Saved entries
//! Tracing setup for the `tripstate` binary.
//!
//! Library code only emits events (`warn!` for duplicate bindings and failed
//! renders, `debug!` for notification cycles and file I/O). Installing a
//! subscriber is left to the binary so embedders keep control of output.

use tracing_subscriber::{EnvFilter, fmt, layer::SubscriberExt, util::SubscriberInitExt};

/// Initialize tracing subscriber for CLI logging.
///
/// Reads `RUST_LOG` env var. Defaults to `warn` if unset.
/// Output: stderr, compact format, so stdout stays machine-readable.
///
/// # Example
/// ```bash
/// RUST_LOG=tripstate=debug tripstate replay --script ops.json
/// ```
pub fn init() {
    let filter = EnvFilter::try_from_default_env().unwrap_or_else(|_| EnvFilter::new("warn"));

    tracing_subscriber::registry()
        .with(filter)
        .with(fmt::layer().with_writer(std::io::stderr).compact())
        .init();
}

Your objective
Would you retype the lines of the data above, from the one holding "pub fn init()" through its final line, exactly and without adding any other line?

Response to this exercise
pub fn init() {
    let filter = EnvFilter::try_from_default_env().unwrap_or_else(|_| EnvFilter::new("warn"));

    tracing_subscriber::registry()
        .with(filter)
        .with(fmt::layer().with_writer(std::io::stderr).compact())
        .init();
}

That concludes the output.